WS, Chiara Sorgentone: Fast Integral Solvers for Self-Similar Geometries

Speaker
Chiara Sorgentone,Sapienza University of Rome

Abstract
Partial differential equations posed in domains with irregular interfaces arise in a wide range of scientific and engineering applications, such as composite materials, fluid-structure interaction, and multiphase flows. These problems exhibit geometrically complex domains that challenge both analytical approaches and numerical approximations. It could be important for industrial technologies to enhance the surface effects with respect to the surrounded volume, by increasing the surface (or the length); hence fractal boundaries and interfaces turn out to be a good tool in different applications, e.g. in heat transfer through fibrous composites, or in modeling diffusion of sprays in the lungs.

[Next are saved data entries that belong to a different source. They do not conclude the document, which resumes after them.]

// ── Full pixel ↔ sky transforms ─────────────────────────────────────────────

/// Observed pixel coordinates → sky coordinates, applying the forward
/// distortion before the TAN projection.
pub fn sip_pixel_to_sky(tan: &TanWcs, sip: &SipDistortion, x: f64, y: f64) -> (f64, f64) {
    let (bigu, bigv) = sip.undistort(x - tan.crpix[0], y - tan.crpix[1]);
    let xi = tan.cd[0][0] * bigu + tan.cd[0][1] * bigv;
    let eta = tan.cd[1][0] * bigu + tan.cd[1][1] * bigv;
    inverse_tan_project(xi, eta, tan.crval[0], tan.crval[1])
}

/// Sky coordinates → observed pixel coordinates, applying the inverse
/// distortion after the TAN projection.
///
/// Returns `None` for a sky position on or behind the tangent plane, or a
/// singular CD matrix.
pub fn sip_sky_to_pixel(
    tan: &TanWcs,
    sip: &SipDistortion,
    ra: f64,
    dec: f64,
) -> Option<(f64, f64)> {
    let (xi, eta) = tan_project(ra, dec, tan.crval[0], tan.crval[1])?;
    let inv = cd_inverse(&tan.cd)?;
    let bigu = inv[0][0] * xi + inv[0][1] * eta;
    let bigv = inv[1][0] * xi + inv[1][1] * eta;
    let (u, v) = sip.distort(bigu, bigv);
    Some((u + tan.crpix[0], v + tan.crpix[1]))
}

// ── Polynomial term helpers ─────────────────────────────────────────────────

/// Number of monomial terms `u^p·v^q` with `p + q ≤ order`.
pub fn num_terms(order: u32) -> usize {
    (((order + 1) * (order + 2)) / 2) as usize
}

/// Enumerate all `(p, q)` with `p + q ≤ order`, by total degree and then
/// decreasing `p`:
///
/// ```text
/// (0,0), (1,0), (0,1), (2,0), (1,1), (0,2), (3,0), ...
/// ```
pub fn term_pairs(order: u32) -> Vec<(u32, u32)> {
    let mut pairs = Vec::with_capacity(num_terms(order));
    for s in 0..=order {
        for p in (0..=s).rev() {
            pairs.push((p, s - p));
        }
    }
    pairs
}

/// Build the N×M design matrix of monomial terms for the given sample points.
pub fn basis_matrix(pairs: &[(u32, u32)], points: &[(f64, f64)]) -> DMatrix<f64> {
    let mut m = DMatrix::zeros(points.len(), pairs.len());
    for (i, &(x, y)) in points.iter().enumerate() {
        for (j, &(p, q)) in pairs.iter().enumerate() {
            m[(i, j)] = x.powi(p as i32) * y.powi(q as i32);
        }
    }
    m
}

/// Coordinate scale for polynomial fits: half the larger image dimension.
/// Monomial design columns built on offsets divided by this stay in a
/// numerically well-conditioned range.
pub(crate) fn fit_scale(tan: &TanWcs) -> f64 {
    (0.5 * tan.width.max(tan.height)).max(1.0)
}

/// Order-aware evaluation of `Σ grid[p][q] · u^p · v^q` over `p + q ≤ order`.
fn eval_grid(grid: &[[f64; GRID]; GRID], order: u32, u: f64, v: f64) -> f64 {
    let mut result = 0.0;
    for p in 0..=order as usize {
        for q in 0..=(order as usize - p) {
            let c = grid[p][q];
            if c != 0.0 {
                result += c * u.powi(p as i32) * v.powi(q as i32);
            }
        }
    }
    result
}

fn check_order(order: u32) -> TweakResult<()> {
    if order > MAX_ORDER {
        return Err(TweakError::configuration(format!(
            "polynomial order {order} exceeds the maximum supported order {MAX_ORDER}"
        )));
    }
    Ok(())
}

fn read_coeff(grid: &[[f64; GRID]; GRID], order: u32, p: u32, q: u32) -> f64 {
    if p + q > order || p as usize >= GRID || q as usize >= GRID {
        return 0.0;
    }
    grid[p as usize][q as usize]
}

fn write_coeff(
    grid: &mut [[f64; GRID]; GRID],
    order: u32,
    p: u32,
    q: u32,
    value: f64,
) -> TweakResult<()> {
    if p + q > order {
        return Err(TweakError::configuration(format!(
            "coefficient ({p}, {q}) is above the configured order {order}"
        )));
    }
    grid[p as usize][q as usize] = value;
    Ok(())
}

fn truncate_grid(grid: &mut [[f64; GRID]; GRID], order: u32) {
    for p in 0..GRID {
        for q in 0..GRID {
            if p + q > order as usize {
                grid[p][q] = 0.0;
            }
        }
    }
}

#[cfg(test)]
mod tests {
    use super::*;

    fn test_tan() -> TanWcs {
        TanWcs {
            crval: [150.0_f64.to_radians(), -30.0_f64.to_radians()],
            crpix: [1000.5, 1000.5],
            cd: [
                [(1.0_f64 / 1000.0).to_radians(), 0.0],
                [0.0, (1.0_f64 / 1000.0).to_radians()],
            ],
            width: 2000.0,
            height: 2000.0,
        }
    }

    #[test]
    fn test_num_terms() {
        assert_eq!(num_terms(0), 1);
        assert_eq!(num_terms(1), 3);
        assert_eq!(num_terms(2), 6);
        assert_eq!(num_terms(3), 10);
        assert_eq!(num_terms(4), 15);
    }

    #[test]
    fn test_term_pairs_ordering() {
        assert_eq!(
            term_pairs(2),
            vec![(0, 0), (1, 0), (0, 1), (2, 0), (1, 1), (0, 2)]
        );
        assert_eq!(term_pairs(3).len(), num_terms(3));
    }

    #[test]
    fn test_order_cap() {
        assert!(SipDistortion::zero(MAX_ORDER, MAX_ORDER).is_ok());
        assert!(SipDistortion::zero(MAX_ORDER + 1, 2).is_err());
    }

    #[test]
    fn test_beyond_order_reads_zero() {
        let mut sip = SipDistortion::zero(2, 2).unwrap();
        sip.set_a(2, 0, 1e-5).unwrap();
        assert_eq!(sip.a(2, 0), 1e-5);
        assert_eq!(sip.a(3, 0), 0.0);
        assert_eq!(sip.a(20, 20), 0.0);
        // setting above the configured order is a configuration error
        assert!(sip.set_a(3, 0, 1.0).is_err());
    }

    #[test]
    fn test_order_truncation_zeroes_seeds() {
        let mut sip = SipDistortion::zero(4, 4).unwrap();
        sip.set_a(4, 0, 1e-9).unwrap();
        sip.set_a(2, 0, 1e-5).unwrap();
        sip.set_forward_order(2).unwrap();
        assert_eq!(sip.a(2, 0), 1e-5);
        assert_eq!(sip.a_grid()[4][0], 0.0);
    }

    #[test]
    fn test_zero_model_is_identity() {
        let sip = SipDistortion::zero(4, 4).unwrap();
        assert!(sip.is_zero());
        assert_eq!(sip.undistort(100.0, -200.0), (100.0, -200.0));
        assert_eq!(sip.distort(100.0, -200.0), (100.0, -200.0));
    }

    #[test]
    fn test_forward_eval_single_term() {
        let mut sip = SipDistortion::zero(2, 2).unwrap();
        sip.set_a(2, 0, 1e-5).unwrap();
        sip.set_b(0, 2, -5e-6).unwrap();
        let (bigu, bigv) = sip.undistort(300.0, -400.0);
        assert!((bigu - (300.0 + 1e-5 * 300.0 * 300.0)).abs() < 1e-12);
        assert!((bigv - (-400.0 - 5e-6 * 400.0 * 400.0)).abs() < 1e-12);
    }

    #[test]
    fn test_fit_inverse_roundtrip() {
        let tan = test_tan();
        let mut sip = SipDistortion::zero(2, 0).unwrap();
        sip.set_a(2, 0, 1e-5).unwrap();
        sip.set_b(0, 2, -1e-5).unwrap();
        sip.fit_inverse(&tan, 4).unwrap();
        assert_eq!(sip.inverse_order(), 4);

        // distort(undistort(u, v)) should come back to (u, v) to well below
        // a millipixel for this distortion amplitude
        for &(x, y) in &[(10.0, 10.0), (500.0, 1500.0), (1999.0, 40.0), (1000.5, 1000.5)] {
            let (u, v) = (x - tan.crpix[0], y - tan.crpix[1]);
            let (bigu, bigv) = sip.undistort(u, v);
            let (u2, v2) = sip.distort(bigu, bigv);
            assert!(
                (u - u2).abs() < 1e-4 && (v - v2).abs() < 1e-4,
                "inverse roundtrip off at ({x}, {y}): ({u2}, {v2}) vs ({u}, {v})"
            );
        }
    }

    #[test]
    fn test_fit_inverse_stays_conditioned_at_image_scale() {
        let tan = test_tan();
        let mut sip = SipDistortion::zero(2, 0).unwrap();
        sip.set_a(2, 0, 1e-5).unwrap();
        sip.set_b(0, 2, -1e-5).unwrap();
        // order-6 monomials of ±1000 px offsets span ~18 decades; without
        // coordinate scaling the SVD cutoff flags the design as singular
        sip.fit_inverse(&tan, 6).unwrap();
        // leading inverse coefficients are the negated forward ones
        assert!((sip.ap(2, 0) + 1e-5).abs() < 1e-6);
        assert!((sip.bp(0, 2) - 1e-5).abs() < 1e-6);
    }

    #[test]
    fn test_sip_pixel_sky_roundtrip() {
        let tan = test_tan();
        let mut sip = SipDistortion::zero(2, 0).unwrap();
        sip.set_a(2, 0, 1e-5).unwrap();
        sip.fit_inverse(&tan, 4).unwrap();

        for &(x, y) in &[(100.0, 100.0), (1700.0, 300.0), (1000.5, 1000.5)] {
            let (ra, dec) = sip_pixel_to_sky(&tan, &sip, x, y);
            let (x2, y2) = sip_sky_to_pixel(&tan, &sip, ra, dec).unwrap();
            assert!(
                (x - x2).abs() < 1e-3 && (y - y2).abs() < 1e-3,
                "sip sky roundtrip off at ({x}, {y}): got ({x2}, {y2})"
            );
        }
    }
}
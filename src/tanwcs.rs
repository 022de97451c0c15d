//! Tangent-plane (TAN / gnomonic) WCS model.
//!
//! A `TanWcs` is the linear part of an astrometric solution: a reference sky
//! position (CRVAL), a reference pixel (CRPIX), and a 2×2 CD matrix mapping
//! pixel offsets from CRPIX to tangent-plane coordinates `(ξ, η)` in radians.
//! Image width/height ride along as metadata; the tweak engine carries them
//! through every fit stage untouched.
//!
//! All angles are in radians.

/// Tangent-plane astrometric model.
#[derive(Debug, Clone, PartialEq)]
pub struct TanWcs {
    /// Reference sky position `[RA, Dec]` in radians.
    pub crval: [f64; 2],
    /// Reference pixel `[x, y]`.
    pub crpix: [f64; 2],
    /// CD matrix: `[[CD11, CD12], [CD21, CD22]]` in radians per pixel.
    pub cd: [[f64; 2]; 2],
    /// Image width in pixels. Metadata only, never refit.
    pub width: f64,
    /// Image height in pixels. Metadata only, never refit.
    pub height: f64,
}

impl TanWcs {
    /// Pixel coordinates → sky coordinates `(ra, dec)` in radians.
    pub fn pixel_to_sky(&self, x: f64, y: f64) -> (f64, f64) {
        let u = x - self.crpix[0];
        let v = y - self.crpix[1];
        let xi = self.cd[0][0] * u + self.cd[0][1] * v;
        let eta = self.cd[1][0] * u + self.cd[1][1] * v;
        inverse_tan_project(xi, eta, self.crval[0], self.crval[1])
    }

    /// Sky coordinates (radians) → pixel coordinates.
    ///
    /// Returns `None` if the sky position is on or behind the tangent plane,
    /// or if the CD matrix is singular.
    pub fn sky_to_pixel(&self, ra: f64, dec: f64) -> Option<(f64, f64)> {
        let (xi, eta) = tan_project(ra, dec, self.crval[0], self.crval[1])?;
        let inv = cd_inverse(&self.cd)?;
        let u = inv[0][0] * xi + inv[0][1] * eta;
        let v = inv[1][0] * xi + inv[1][1] * eta;
        Some((u + self.crpix[0], v + self.crpix[1]))
    }

    /// Approximate pixel scale in radians per pixel, from `|det CD|`.
    pub fn pixel_scale(&self) -> f64 {
        let det = self.cd[0][0] * self.cd[1][1] - self.cd[0][1] * self.cd[1][0];
        det.abs().sqrt()
    }
}

/// Forward gnomonic (TAN) projection.
///
/// Projects celestial point `(ra, dec)` onto the tangent plane at
/// `(crval_ra, crval_dec)`. Returns `(ξ, η)` in radians, or `None` if the
/// point is on or behind the tangent plane.
///
/// Reference: Calabretta & Greisen (2002), FITS WCS Paper II, §5.1.1.
#[inline]
pub fn tan_project(ra: f64, dec: f64, crval_ra: f64, crval_dec: f64) -> Option<(f64, f64)> {
    let da = ra - crval_ra;
    let sin_dec = dec.sin();
    let cos_dec = dec.cos();
    let sin_dec0 = crval_dec.sin();
    let cos_dec0 = crval_dec.cos();
    let cos_da = da.cos();

    let denom = sin_dec * sin_dec0 + cos_dec * cos_dec0 * cos_da;
    if denom <= 1e-12 {
        return None;
    }

    let xi = cos_dec * da.sin() / denom;
    let eta = (sin_dec * cos_dec0 - cos_dec * sin_dec0 * cos_da) / denom;
    Some((xi, eta))
}

/// Inverse gnomonic (TAN) projection.
///
/// Given tangent-plane coordinates `(ξ, η)` in radians at reference point
/// `(crval_ra, crval_dec)`, returns celestial coordinates `(ra, dec)` in
/// radians.
#[inline]
pub fn inverse_tan_project(xi: f64, eta: f64, crval_ra: f64, crval_dec: f64) -> (f64, f64) {
    let sin_dec0 = crval_dec.sin();
    let cos_dec0 = crval_dec.cos();
    let rho_sq = xi * xi + eta * eta;

    if rho_sq < 1e-30 {
        return (crval_ra, crval_dec);
    }

    let rho = rho_sq.sqrt();
    let c = rho.atan(); // for TAN, c = atan(rho)
    let sin_c = c.sin();
    let cos_c = c.cos();

    let dec = (cos_c * sin_dec0 + eta * sin_c * cos_dec0 / rho).asin();
    let ra = crval_ra + (xi * sin_c).atan2(rho * cos_dec0 * cos_c - eta * sin_dec0 * sin_c);
    (ra, dec)
}

/// Invert a 2×2 matrix. Returns `None` if singular (|det| < 1e-30).
#[inline]
pub fn cd_inverse(cd: &[[f64; 2]; 2]) -> Option<[[f64; 2]; 2]> {
    let det = cd[0][0] * cd[1][1] - cd[0][1] * cd[1][0];
    if det.abs() < 1e-30 {
        return None;
    }
    let inv_det = 1.0 / det;
    Some([
        [cd[1][1] * inv_det, -cd[0][1] * inv_det],
        [-cd[1][0] * inv_det, cd[0][0] * inv_det],
    ])
}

To address the challenges posed by such domains, we adopt a boundary integral equation approach, which naturally reduces the problem dimension and provides accurate treatment of interface conditions. Nonetheless, the intricate, non-smooth structure of self-similar geometries introduces singularities at edges and corners that classical discretizations and numerical solvers cannot effectively handle.
In this work, we discuss a fast integral solver designed for self-similar and prefractal domains. The method incorporates the Recursively Compressed Inverse Preconditioning (RCIP) method for accurate and efficient integration over non-smooth boundaries.